UBC Theses and Dissertations
Non-uniform real estate taxation: a case study of the consequences Ward, Laurence William Percy
This thesis examines the general subject of real estate property taxation and the specific problem of evaluating the consequences of certain taxation policies. The administration of real estate property taxation in North America is examined by means of a literature review. Particular emphasis is placed on the criticism that has been directed at the tax on the basis of administration and the nature of the tax. The problem of non-uniformity of taxation and its consequences is examined in great detail. The sources of the problem and proposed remedies are reviewed and the methods of analysis are subjected to a critical analysis. The economic characteristics of real estate property taxes are analyzed, drawing particular attention to the difference between the effects of a tax on land and a tax on improvements. Taxes on land and improvements are evaluated in terms of their effects on property values, rents, investment decisions and development. Land assessment practices in a residential-business transition zone adjacent to the central business district in Regina are examined in detail, relating the assessed values to estimated market values.
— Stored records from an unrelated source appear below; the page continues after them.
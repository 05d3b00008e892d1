//! Multi-commodity trend alignment
//!
//! Merges independent per-commodity histories onto one shared date index so a
//! chart can draw every line against the same x axis. Every row carries a
//! value for every requested commodity; missing days are filled with zero.

use chrono::NaiveDate;
use rust_decimal::Decimal;
use serde::Serialize;
use std::collections::{BTreeMap, BTreeSet};

use crate::store::PriceStore;

/// Value used when a commodity has no observation on a row's date
pub const MISSING_PRICE: Decimal = Decimal::ZERO;

/// One date on the shared index
#[derive(Debug, Clone, PartialEq, Serialize)]
pub struct AlignedRow {
    pub date: NaiveDate,
    /// Parallel to `AlignedSeries::commodities`
    pub values: Vec<Decimal>,
}

/// Aligned table for one region
#[derive(Debug, Clone, PartialEq, Serialize)]
pub struct AlignedSeries {
    pub region: String,
    /// Column order, as requested
    pub commodities: Vec<String>,
    /// Ascending by date
    pub rows: Vec<AlignedRow>,
}

impl AlignedSeries {
    /// True when no requested commodity had any observation
    pub fn is_empty(&self) -> bool {
        self.rows.is_empty()
    }

    /// Column of `commodity` (exact label as requested)
    pub fn column(&self, commodity: &str) -> Option<usize> {
        self.commodities.iter().position(|c| c == commodity)
    }

    /// Price of `commodity` on `date`, `None` if either is not in the table
    pub fn value(&self, commodity: &str, date: NaiveDate) -> Option<Decimal> {
        let col = self.column(commodity)?;
        self.rows
            .iter()
            .find(|row| row.date == date)
            .map(|row| row.values[col])
    }

    pub fn dates(&self) -> Vec<NaiveDate> {
        self.rows.iter().map(|row| row.date).collect()
    }
}

impl PriceStore {
    /// Align the histories of `commodities` in `region` on a common date index
    pub fn aligned_history<S: AsRef<str>>(&self, commodities: &[S], region: &str) -> AlignedSeries {
        // Later records on the same day overwrite earlier ones
        let series: Vec<BTreeMap<NaiveDate, Decimal>> = commodities
            .iter()
            .map(|name| {
                self.historical_prices(name.as_ref(), region)
                    .into_iter()
                    .map(|obs| (obs.observed_date, obs.price))
                    .collect()
            })
            .collect();

        let dates: BTreeSet<NaiveDate> = series
            .iter()
            .flat_map(|prices| prices.keys().copied())
            .collect();

        let rows = dates
            .into_iter()
            .map(|date| AlignedRow {
                date,
                values: series
                    .iter()
                    .map(|prices| prices.get(&date).copied().unwrap_or(MISSING_PRICE))
                    .collect(),
            })
            .collect();

        AlignedSeries {
            region: region.to_string(),
            commodities: commodities.iter().map(|c| c.as_ref().to_string()).collect(),
            rows,
        }
    }
}
//! Error types

use thiserror::Error;

use crate::ObservationId;

/// Malformed observation input
#[derive(Debug, Clone, PartialEq, Eq, Error)]
pub enum ValidationError {
    #[error("Price must not be negative: {0}")]
    NegativePrice(String),

    #[error("Required field is empty: {0}")]
    EmptyField(&'static str),

    #[error("Invalid price: {0:?}")]
    InvalidPrice(String),

    #[error("Invalid date (expected YYYY-MM-DD): {0:?}")]
    InvalidDate(String),
}

/// Settings that would fail at seed or render time
#[derive(Debug, Clone, PartialEq, Eq, Error)]
pub enum ConfigError {
    #[error("Seed price range [{min}, {max}) must be non-empty and non-negative")]
    PriceRange { min: i64, max: i64 },

    #[error("Seed window of {0} days is too long")]
    SeedWindow(u32),

    #[error("Invalid chart date format: {0:?}")]
    DateFormat(String),

    #[error("Default unit must not be empty")]
    EmptyDefaultUnit,
}

/// Price store errors
#[derive(Debug, Clone, PartialEq, Eq, Error)]
pub enum StoreError {
    #[error("Observation not found: {0}")]
    NotFound(ObservationId),

    #[error("Validation failed: {0}")]
    Validation(#[from] ValidationError),

    #[error("Invalid config: {0}")]
    Config(#[from] ConfigError),
}

impl StoreError {
    pub fn is_not_found(&self) -> bool {
        matches!(self, StoreError::NotFound(_))
    }
}

/// Result type alias
pub type StoreResult<T> = Result<T, StoreError>;
pub type ValidationResult<T> = Result<T, ValidationError>;
pub type ConfigResult<T> = Result<T, ConfigError>;
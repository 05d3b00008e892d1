//! Settings loading
//!
//! Layers, lowest precedence first: built-in defaults, an optional TOML/JSON
//! file, then `MARKET__*` environment variables (`MARKET__SEED__DAYS=14`,
//! `MARKET__DASHBOARD__TREND_COMMODITIES=Tomato,Onion`).

use anyhow::Context;
use config::{Config, Environment, File};
use std::env;
use tracing::debug;

use market_core::AppConfig;

/// Environment variable naming the settings file
pub const CONFIG_PATH_ENV: &str = "MARKET_CONFIG";
pub const DEFAULT_CONFIG_PATH: &str = "market.toml";
pub const ENV_PREFIX: &str = "MARKET";

const LIST_KEYS: [&str; 4] = [
    "seed.commodities",
    "seed.regions",
    "seed.units",
    "dashboard.trend_commodities",
];

/// Load settings from the file named by `MARKET_CONFIG` (or `market.toml`)
pub fn load() -> anyhow::Result<AppConfig> {
    let path = env::var(CONFIG_PATH_ENV).unwrap_or_else(|_| DEFAULT_CONFIG_PATH.to_string());
    load_from(&path)
}

/// Load settings with `path` as the file layer; a missing file is not an error
pub fn load_from(path: &str) -> anyhow::Result<AppConfig> {
    read_layers(path, Some(environment()))
}

/// `MARKET__*` variables, with comma-separated values for the list keys
fn environment() -> Environment {
    LIST_KEYS.iter().fold(
        Environment::with_prefix(ENV_PREFIX)
            .separator("__")
            .try_parsing(true)
            .list_separator(","),
        |source, key| source.with_list_parse_key(key),
    )
}

fn read_layers(path: &str, environment: Option<Environment>) -> anyhow::Result<AppConfig> {
    let mut builder = Config::builder().add_source(File::with_name(path).required(false));
    if let Some(environment) = environment {
        builder = builder.add_source(environment);
    }

    let settings = builder
        .build()
        .with_context(|| format!("Failed to read settings from {}", path))?;

    let app_config: AppConfig = settings
        .try_deserialize()
        .context("Invalid settings")?;

    app_config.validate().context("Invalid settings")?;
    debug!("Loaded settings: {:?}", app_config);

    Ok(app_config)
}
#[cfg(test)]
mod tests {
    use super::*;
    use proptest::prelude::*;
    use rust_decimal::Decimal;
    use std::collections::HashSet;

    fn day(d: u32) -> NaiveDate {
        NaiveDate::from_ymd_opt(2024, 3, d).unwrap()
    }

    fn obs(name: &str, region: &str, d: u32, price: i64) -> NewObservation {
        NewObservation::new(name, Decimal::from(price), region, day(d), "kg")
    }

    fn store_with(items: Vec<NewObservation>) -> PriceStore {
        let store = PriceStore::new();
        for item in items {
            store.insert(item).unwrap();
        }
        store
    }

    #[test]
    fn test_insert_assigns_sequential_ids() {
        let store = PriceStore::new();
        let a = store.insert(obs("Tomato", "Lahore", 1, 100)).unwrap();
        let b = store.insert(obs("Tomato", "Lahore", 2, 110)).unwrap();

        assert_eq!(a.id, ObservationId(1));
        assert_eq!(b.id, ObservationId(2));
        assert_eq!(store.len(), 2);
    }

    #[test]
    fn test_ids_not_reused_after_delete() {
        let store = PriceStore::new();
        let a = store.insert(obs("Tomato", "Lahore", 1, 100)).unwrap();
        assert!(store.delete(a.id));

        let b = store.insert(obs("Tomato", "Lahore", 1, 100)).unwrap();
        assert_ne!(a.id, b.id);
    }

    #[test]
    fn test_get_all_is_insertion_order_copy() {
        let store = store_with(vec![
            obs("Onion", "Quetta", 3, 70),
            obs("Carrot", "Karachi", 1, 90),
        ]);

        let mut all = store.get_all();
        assert_eq!(all[0].commodity_name, "Onion");
        assert_eq!(all[1].commodity_name, "Carrot");

        all.clear();
        assert_eq!(store.len(), 2, "Caller's copy must not alias the store");
    }

    #[test]
    fn test_update_missing_id() {
        let store = store_with(vec![obs("Onion", "Quetta", 3, 70)]);
        let before = store.get_all();

        let err = store
            .update(ObservationId(99), &ObservationPatch::default().price(Decimal::ONE))
            .unwrap_err();

        assert_eq!(err, StoreError::NotFound(ObservationId(99)));
        assert_eq!(store.get_all(), before);
        assert_eq!(store.stats().mutation_count, 1);
    }

    #[test]
    fn test_update_changes_only_supplied_fields() {
        let store = store_with(vec![obs("Onion", "Quetta", 3, 70)]);
        let id = store.get_all()[0].id;

        let updated = store
            .update(id, &ObservationPatch::default().price(Decimal::from(75)))
            .unwrap();

        assert_eq!(updated.id, id);
        assert_eq!(updated.price, Decimal::from(75));
        assert_eq!(updated.commodity_name, "Onion");
        assert_eq!(updated.region, "Quetta");
        assert_eq!(updated.observed_date, day(3));
        assert_eq!(store.get(id), Some(updated));
    }

    #[test]
    fn test_update_rekeys_record() {
        let store = store_with(vec![obs("Onion", "Quetta", 3, 70)]);
        let id = store.get_all()[0].id;

        store
            .update(id, &ObservationPatch::default().region("Lahore"))
            .unwrap();

        assert!(store.historical_prices("onion", "quetta").is_empty());
        assert_eq!(store.historical_prices("onion", "lahore").len(), 1);
    }

    #[test]
    fn test_strict_store_rejects_bad_writes() {
        let store = PriceStore::new();
        let err = store.insert(obs("Onion", "Quetta", 3, -5)).unwrap_err();
        assert!(matches!(err, StoreError::Validation(_)));
        assert!(store.is_empty());

        let id = store.insert(obs("Onion", "Quetta", 3, 5)).unwrap().id;
        let err = store
            .update(id, &ObservationPatch::default().commodity_name(" "))
            .unwrap_err();
        assert!(matches!(err, StoreError::Validation(_)));
        assert_eq!(store.get(id).unwrap().commodity_name, "Onion");
    }

    #[test]
    fn test_permissive_store_accepts_unvalidated_input() {
        let store = PriceStore::with_config(StoreConfig {
            strict_validation: false,
        });
        assert!(store.insert(obs("", "Quetta", 3, -5)).is_ok());
    }

    #[test]
    fn test_delete() {
        let store = store_with(vec![
            obs("Onion", "Quetta", 3, 70),
            obs("Carrot", "Karachi", 1, 90),
        ]);
        let id = store.get_all()[0].id;

        assert!(!store.delete(ObservationId(42)));
        assert_eq!(store.len(), 2);

        assert!(store.delete(id));
        assert_eq!(store.len(), 1);
        assert!(store.get_all().iter().all(|o| o.id != id));
        assert!(!store.delete(id), "Second delete is a no-op");
    }

    #[test]
    fn test_latest_prices_one_per_key() {
        let store = store_with(vec![
            obs("Tomato", "Lahore", 1, 100),
            obs("Tomato", "Lahore", 3, 130),
            obs("tomato", "LAHORE", 2, 120),
            obs("Tomato", "Karachi", 2, 90),
        ]);

        let latest = store.latest_prices();
        assert_eq!(latest.len(), 2);

        let lahore = latest.iter().find(|o| o.region == "Lahore").unwrap();
        assert_eq!(lahore.price, Decimal::from(130));
        assert_eq!(lahore.observed_date, day(3));
    }

    #[test]
    fn test_latest_tie_last_write_wins() {
        let store = store_with(vec![
            obs("Tomato", "Lahore", 3, 100),
            obs("Tomato", "Lahore", 3, 105),
            obs("Tomato", "Lahore", 2, 999),
        ]);

        let latest = store.latest_prices();
        assert_eq!(latest.len(), 1);
        assert_eq!(latest[0].price, Decimal::from(105));
    }

    #[test]
    fn test_historical_prices_sorted_and_case_insensitive() {
        let store = store_with(vec![
            obs("Tomato", "Lahore", 5, 150),
            obs("Potato", "Lahore", 4, 60),
            obs("TOMATO", "lahore", 2, 120),
            obs("Tomato", "Karachi", 1, 90),
        ]);

        let series = store.historical_prices("tomato", "Lahore");
        let dates: Vec<_> = series.iter().map(|o| o.observed_date).collect();
        assert_eq!(dates, vec![day(2), day(5)]);

        assert!(store.historical_prices("Garlic", "Lahore").is_empty());
    }

    #[test]
    fn test_unique_labels() {
        let store = store_with(vec![
            obs("Tomato", "Lahore", 1, 100),
            obs("Onion", "Karachi", 1, 100),
            obs("tomato", "lahore", 2, 100),
        ]);

        assert_eq!(store.unique_commodity_names(), vec!["Onion", "Tomato"]);
        assert_eq!(store.unique_regions(), vec!["Karachi", "Lahore"]);
    }

    #[test]
    fn test_by_date_and_by_commodity() {
        let store = store_with(vec![
            obs("Tomato", "Lahore", 1, 100),
            obs("Onion", "Karachi", 1, 100),
            obs("tomato", "Quetta", 2, 100),
        ]);

        assert_eq!(store.by_date(day(1)).len(), 2);
        assert!(store.by_date(day(9)).is_empty());
        assert_eq!(store.by_commodity("TOMATO").len(), 2);
    }

    #[test]
    fn test_search_latest() {
        let store = store_with(vec![
            obs("Tomato", "Lahore", 1, 100),
            obs("Tomato", "Lahore", 2, 110),
            obs("Onion", "Karachi", 1, 100),
        ]);

        let hits = store.search_latest(&PriceFilter::default().search("tom"));
        assert_eq!(hits.len(), 1);
        assert_eq!(hits[0].price, Decimal::from(110));

        let hits = store.search_latest(&PriceFilter::default().region("karachi"));
        assert_eq!(hits.len(), 1);
        assert_eq!(hits[0].commodity_name, "Onion");
    }

    #[test]
    fn test_stats() {
        let store = PriceStore::new();
        assert!(store.stats().last_mutation_age.is_none());

        store.insert(obs("Tomato", "Lahore", 1, 100)).unwrap();
        store.insert(obs("Onion", "Lahore", 1, 100)).unwrap();

        let stats = store.stats();
        assert_eq!(stats.observation_count, 2);
        assert_eq!(stats.commodity_count, 2);
        assert_eq!(stats.region_count, 1);
        assert_eq!(stats.mutation_count, 2);
        assert!(stats.last_mutation_age.is_some());
    }

    #[test]
    fn test_concurrent_inserts_keep_ids_unique() {
        use std::sync::Arc;
        use std::thread;

        let store = Arc::new(PriceStore::new());
        let handles: Vec<_> = (0..4)
            .map(|i| {
                let store = Arc::clone(&store);
                thread::spawn(move || {
                    for j in 0..100 {
                        store.insert(obs("Tomato", "Lahore", 1 + (j % 28), i * 100 + j as i64)).unwrap();
                    }
                })
            })
            .collect();

        for h in handles {
            h.join().unwrap();
        }

        let ids: HashSet<_> = store.get_all().iter().map(|o| o.id).collect();
        assert_eq!(ids.len(), 400);
        assert_eq!(store.stats().mutation_count, 400);
    }

    #[test]
    fn test_stats_counts_come_from_one_snapshot() {
        use std::sync::atomic::AtomicBool;
        use std::sync::Arc;
        use std::thread;

        let store = Arc::new(PriceStore::new());
        let done = Arc::new(AtomicBool::new(false));

        let writer = {
            let store = Arc::clone(&store);
            let done = Arc::clone(&done);
            thread::spawn(move || {
                // Every insert adds one observation, one commodity and one region
                for i in 0..500 {
                    let name = format!("Commodity {}", i);
                    let region = format!("Region {}", i);
                    store.insert(obs(&name, &region, 1, 100)).unwrap();
                }
                done.store(true, Ordering::Release);
            })
        };

        while !done.load(Ordering::Acquire) {
            let stats = store.stats();
            assert_eq!(stats.observation_count, stats.commodity_count);
            assert_eq!(stats.observation_count, stats.region_count);
        }
        writer.join().unwrap();

        let stats = store.stats();
        assert_eq!(stats.observation_count, 500);
        assert_eq!(stats.region_count, 500);
    }

    #[test]
    fn test_lookups_ignore_case_and_surrounding_whitespace() {
        let store = store_with(vec![
            obs("Tomato", "Lahore", 1, 100),
            obs("Tomato ", " lahore", 2, 110),
        ]);

        assert_eq!(store.historical_prices(" tomato", "LAHORE").len(), 2);
        assert_eq!(store.latest_prices().len(), 1);
        assert_eq!(store.unique_commodity_names(), vec!["Tomato"]);
    }

    fn arb_observation() -> impl Strategy<Value = NewObservation> {
        (
            prop::sample::select(vec!["Tomato", "tomato", "Onion", "Carrot"]),
            prop::sample::select(vec!["Lahore", "LAHORE", "Quetta"]),
            1u32..=28,
            0i64..500,
        )
            .prop_map(|(name, region, d, price)| obs(name, region, d, price))
    }

    proptest! {
        #[test]
        fn prop_insert_ids_unique(items in prop::collection::vec(arb_observation(), 0..60)) {
            let store = PriceStore::new();
            let mut ids = HashSet::new();
            for item in items {
                let stored = store.insert(item).unwrap();
                prop_assert!(ids.insert(stored.id));
            }
        }

        #[test]
        fn prop_latest_is_max_date_per_key(items in prop::collection::vec(arb_observation(), 0..60)) {
            let store = store_with(items);
            let all = store.get_all();
            let latest = store.latest_prices();

            let keys: HashSet<_> = latest.iter().map(|o| o.key()).collect();
            prop_assert_eq!(keys.len(), latest.len());

            let all_keys: HashSet<_> = all.iter().map(|o| o.key()).collect();
            prop_assert_eq!(all_keys.len(), latest.len());

            for entry in &latest {
                let max_date = all
                    .iter()
                    .filter(|o| o.key() == entry.key())
                    .map(|o| o.observed_date)
                    .max()
                    .unwrap();
                prop_assert_eq!(entry.observed_date, max_date);
            }
        }

        #[test]
        fn prop_historical_sorted_and_matching(
            items in prop::collection::vec(arb_observation(), 0..60),
            name in prop::sample::select(vec!["TOMATO", "onion", "Garlic"]),
            region in prop::sample::select(vec!["lahore", "Quetta"]),
        ) {
            let store = store_with(items);
            let series = store.historical_prices(name, region);

            for pair in series.windows(2) {
                prop_assert!(pair[0].observed_date <= pair[1].observed_date);
            }
            for entry in &series {
                prop_assert!(entry.commodity_name.eq_ignore_ascii_case(name));
                prop_assert!(entry.region.eq_ignore_ascii_case(region));
            }
        }
    }
}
Assessed land values, expressed as percentages of estimated market value in the transition zone are compared to assessed land values in developing residential subdivisions also expressed as a percentage of the estimated market value. Land assessment rates in the transition zone are adjusted to approximately the same percentage of estimated market value as the land assessment rates in the developing subdivisions and the effect of this change on the distribution of taxes is calculated. The effects of the redistribution of taxes are evaluated using economic and real estate property taxation theories. The examination is limited to a qualitative analysis due to the lack of data which prevents the formulation of mathematical models that are capable of making quantitative predictions. In conclusion, although the methods employed to analyze the under- assessment of land in one part of the city do provide some indication of the consequences of the policy, the inability to make quantitative judgments limits their application as policy implementation tools.